For the N. gonorrhoeae data of the manuscript, we were interested in particular sequences and SNPs. This means using custom reference data as opposed to one of the public reference sets (the use of which is described in the ARIBA wiki page). If you just want to use a public database, then use the command "ariba getref" instead.
We are interested in several reference sequences, some of which are coding seqeunces and others are not, and particular variants in those sequences. The idea is to generate input files to ARIBA that contain all the sequences and variants of interest, using the ARIBA function aln2meta.
First, let's change to the directory with the reference data.
In [ ]:cd data/Ref/
We start by describing folP, but the method is (nearly) the same for all other sequences.

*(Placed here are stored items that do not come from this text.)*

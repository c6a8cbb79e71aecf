//! Execution of external collaborator commands.
//!
//! Every effectful step of the pipeline flows through the [`CommandRunner`]
//! trait so the sequencing logic can be exercised with a fake runner. The
//! production implementation is [`SystemRunner`].

use std::ffi::OsString;
use std::path::Path;
use std::process::Command;
use std::process::ExitStatus;

use anyhow::Context;
use anyhow::Result;
use tracing::debug;

/// Runs external commands on behalf of the pipeline.
pub trait CommandRunner {
    /// Runs `program` with `args`, with the working directory set to `dir`,
    /// and waits for it to complete.
    ///
    /// Returns an error if the command could not be spawned (e.g. the
    /// program is not installed). A non-zero exit is not an error at this
    /// level; the returned [`ExitStatus`] is for the caller to judge.
    fn run(&self, program: &str, args: &[OsString], dir: &Path) -> Result<ExitStatus>;
}

/// A [`CommandRunner`] that spawns real processes.
///
/// The child inherits stdio, so collaborator output streams straight to the
/// user's terminal.
#[derive(Debug, Default)]
pub struct SystemRunner;

impl CommandRunner for SystemRunner {
    fn run(&self, program: &str, args: &[OsString], dir: &Path) -> Result<ExitStatus> {
        debug!(
            "running `{program} {args}` in `{dir}`",
            args = args
                .iter()
                .map(|arg| arg.to_string_lossy())
                .collect::<Vec<_>>()
                .join(" "),
            dir = dir.display()
        );

        Command::new(program)
            .args(args)
            .current_dir(dir)
            .status()
            .with_context(|| format!("failed to spawn `{program}`"))
    }
}

#[cfg(test)]
mod tests {
    use super::*;

    /// Builds an argument list for `sh -c <script>`.
    fn sh(script: &str) -> Vec<OsString> {
        vec![OsString::from("-c"), OsString::from(script)]
    }

    #[test]
    fn reports_the_child_exit_status() {
        let dir = tempfile::tempdir().expect("a temporary directory");

        let status = SystemRunner
            .run("sh", &sh("exit 0"), dir.path())
            .expect("the command should spawn");
        assert!(status.success());

        let status = SystemRunner
            .run("sh", &sh("exit 3"), dir.path())
            .expect("the command should spawn");
        assert_eq!(status.code(), Some(3));
    }

    #[test]
    fn runs_in_the_requested_directory() {
        let dir = tempfile::tempdir().expect("a temporary directory");
        std::fs::write(dir.path().join("marker"), "").expect("a marker file");

        let status = SystemRunner
            .run("sh", &sh("test -f marker"), dir.path())
            .expect("the command should spawn");
        assert!(status.success());
    }

    #[test]
    fn spawn_failures_are_errors() {
        let dir = tempfile::tempdir().expect("a temporary directory");

        let err = SystemRunner
            .run("tgv-does-not-exist", &[], dir.path())
            .expect_err("spawning should fail");
        assert!(err.to_string().contains("tgv-does-not-exist"));
    }
}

There are several alleles of folP and we want to include them all the ARIBA database. We have a SNP of interest R228S in the sequence in the allele called "folP.WHO_F_01537c", which confers resistance to sulphonamides. When we run ARIBA, a particular sample may have a different allele from folP.WHO_F_01537c, but we would still like to know whether it has the SNP R228S. However, the position may not be 228 because of insertion or deletions. So we use a multiple alignment of all the reference alleles, and just supply the SNP to ARIBA in one of the alleles, in this case folP.WHO_F_01537c.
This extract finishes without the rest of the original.